Required action >>
Which of the lines below hold the word "copied"? Pull each of them out.

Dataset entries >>

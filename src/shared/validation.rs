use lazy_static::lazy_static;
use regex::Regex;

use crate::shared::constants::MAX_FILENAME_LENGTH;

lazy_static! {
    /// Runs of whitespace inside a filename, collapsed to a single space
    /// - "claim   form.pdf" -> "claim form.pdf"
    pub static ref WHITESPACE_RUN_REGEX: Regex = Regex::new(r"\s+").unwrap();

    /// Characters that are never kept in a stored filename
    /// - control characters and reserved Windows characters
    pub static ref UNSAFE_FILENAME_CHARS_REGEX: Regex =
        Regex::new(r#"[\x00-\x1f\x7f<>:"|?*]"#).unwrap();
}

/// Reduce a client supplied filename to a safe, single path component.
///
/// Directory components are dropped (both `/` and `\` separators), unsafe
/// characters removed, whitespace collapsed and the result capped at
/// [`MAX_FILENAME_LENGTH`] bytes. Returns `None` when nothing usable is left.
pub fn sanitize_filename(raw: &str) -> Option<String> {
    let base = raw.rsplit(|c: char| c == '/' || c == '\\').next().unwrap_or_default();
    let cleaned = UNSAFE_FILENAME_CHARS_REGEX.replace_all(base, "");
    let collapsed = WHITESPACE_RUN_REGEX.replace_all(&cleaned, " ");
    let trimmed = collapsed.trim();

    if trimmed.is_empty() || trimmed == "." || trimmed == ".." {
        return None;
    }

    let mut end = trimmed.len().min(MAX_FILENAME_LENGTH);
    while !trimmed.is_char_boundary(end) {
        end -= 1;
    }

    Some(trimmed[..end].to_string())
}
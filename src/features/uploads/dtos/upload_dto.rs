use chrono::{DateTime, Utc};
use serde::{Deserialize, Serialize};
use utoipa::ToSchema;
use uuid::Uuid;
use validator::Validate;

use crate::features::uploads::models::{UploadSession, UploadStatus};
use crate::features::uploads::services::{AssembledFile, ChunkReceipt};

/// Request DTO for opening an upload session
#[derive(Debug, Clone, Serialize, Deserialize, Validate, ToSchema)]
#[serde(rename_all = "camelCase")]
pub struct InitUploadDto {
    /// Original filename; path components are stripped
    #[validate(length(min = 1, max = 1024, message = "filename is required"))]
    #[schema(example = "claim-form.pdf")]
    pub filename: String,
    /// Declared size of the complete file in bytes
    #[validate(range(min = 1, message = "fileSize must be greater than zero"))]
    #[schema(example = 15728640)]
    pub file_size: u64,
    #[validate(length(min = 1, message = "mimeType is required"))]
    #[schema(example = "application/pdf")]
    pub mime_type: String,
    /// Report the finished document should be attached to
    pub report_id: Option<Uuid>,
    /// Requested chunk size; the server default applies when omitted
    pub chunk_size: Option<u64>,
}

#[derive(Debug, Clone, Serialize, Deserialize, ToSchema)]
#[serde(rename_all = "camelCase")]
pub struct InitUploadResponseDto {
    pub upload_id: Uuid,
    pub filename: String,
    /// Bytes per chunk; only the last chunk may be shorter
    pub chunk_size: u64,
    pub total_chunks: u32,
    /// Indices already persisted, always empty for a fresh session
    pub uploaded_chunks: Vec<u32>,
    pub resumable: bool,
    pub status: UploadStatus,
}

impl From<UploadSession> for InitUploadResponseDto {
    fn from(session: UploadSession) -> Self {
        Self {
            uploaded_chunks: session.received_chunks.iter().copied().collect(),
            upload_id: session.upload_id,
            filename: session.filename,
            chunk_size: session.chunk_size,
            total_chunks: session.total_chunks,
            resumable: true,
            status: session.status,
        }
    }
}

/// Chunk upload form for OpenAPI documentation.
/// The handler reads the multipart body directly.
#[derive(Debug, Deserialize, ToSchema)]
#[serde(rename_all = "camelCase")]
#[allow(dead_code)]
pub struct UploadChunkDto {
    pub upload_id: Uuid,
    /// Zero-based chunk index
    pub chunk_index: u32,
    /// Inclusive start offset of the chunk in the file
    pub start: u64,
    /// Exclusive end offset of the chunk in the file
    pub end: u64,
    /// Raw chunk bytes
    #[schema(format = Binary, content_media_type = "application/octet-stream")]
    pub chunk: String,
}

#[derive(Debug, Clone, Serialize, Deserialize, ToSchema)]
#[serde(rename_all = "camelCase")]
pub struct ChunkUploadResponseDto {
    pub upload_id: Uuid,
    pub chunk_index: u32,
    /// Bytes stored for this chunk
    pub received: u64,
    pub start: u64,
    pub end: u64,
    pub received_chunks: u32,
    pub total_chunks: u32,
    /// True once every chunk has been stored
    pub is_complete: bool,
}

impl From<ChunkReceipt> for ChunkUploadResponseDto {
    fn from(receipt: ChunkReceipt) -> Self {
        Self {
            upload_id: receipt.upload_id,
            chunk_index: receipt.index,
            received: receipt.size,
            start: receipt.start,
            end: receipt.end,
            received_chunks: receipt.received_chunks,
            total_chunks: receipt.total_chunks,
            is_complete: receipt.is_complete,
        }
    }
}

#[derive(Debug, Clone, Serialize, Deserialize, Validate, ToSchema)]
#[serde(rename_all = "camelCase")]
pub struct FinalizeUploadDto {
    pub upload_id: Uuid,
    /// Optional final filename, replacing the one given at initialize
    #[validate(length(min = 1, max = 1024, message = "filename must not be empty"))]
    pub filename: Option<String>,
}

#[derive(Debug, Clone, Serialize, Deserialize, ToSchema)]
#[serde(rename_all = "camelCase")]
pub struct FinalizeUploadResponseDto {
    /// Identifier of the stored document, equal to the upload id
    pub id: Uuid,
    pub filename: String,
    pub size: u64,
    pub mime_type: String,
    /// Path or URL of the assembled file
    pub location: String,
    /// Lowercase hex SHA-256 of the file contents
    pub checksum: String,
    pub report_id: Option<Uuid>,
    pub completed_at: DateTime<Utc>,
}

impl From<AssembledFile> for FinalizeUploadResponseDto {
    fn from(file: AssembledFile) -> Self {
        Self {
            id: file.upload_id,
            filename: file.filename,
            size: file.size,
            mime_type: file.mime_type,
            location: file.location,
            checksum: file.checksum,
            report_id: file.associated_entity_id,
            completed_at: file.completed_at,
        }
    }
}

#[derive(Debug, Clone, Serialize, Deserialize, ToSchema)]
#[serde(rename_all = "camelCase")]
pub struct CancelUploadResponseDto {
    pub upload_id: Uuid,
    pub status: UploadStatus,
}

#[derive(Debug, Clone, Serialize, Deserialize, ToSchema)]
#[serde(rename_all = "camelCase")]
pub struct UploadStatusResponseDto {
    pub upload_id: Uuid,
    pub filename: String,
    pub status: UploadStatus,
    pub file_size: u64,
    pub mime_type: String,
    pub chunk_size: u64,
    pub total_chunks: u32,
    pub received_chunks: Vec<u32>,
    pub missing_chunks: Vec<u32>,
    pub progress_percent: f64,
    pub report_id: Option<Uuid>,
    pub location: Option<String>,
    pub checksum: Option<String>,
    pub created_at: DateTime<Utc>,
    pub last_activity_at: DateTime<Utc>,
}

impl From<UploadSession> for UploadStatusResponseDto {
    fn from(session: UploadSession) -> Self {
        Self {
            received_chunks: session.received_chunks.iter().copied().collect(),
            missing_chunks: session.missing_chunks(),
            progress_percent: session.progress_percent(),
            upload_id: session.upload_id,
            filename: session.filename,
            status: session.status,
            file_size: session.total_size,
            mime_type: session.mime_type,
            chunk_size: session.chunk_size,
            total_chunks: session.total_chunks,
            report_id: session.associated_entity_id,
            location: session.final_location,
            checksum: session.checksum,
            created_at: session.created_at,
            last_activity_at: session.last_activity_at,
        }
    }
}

Reply to the exercise >>
            uploaded_chunks: session.received_chunks.iter().copied().collect(),
            received_chunks: session.received_chunks.iter().copied().collect(),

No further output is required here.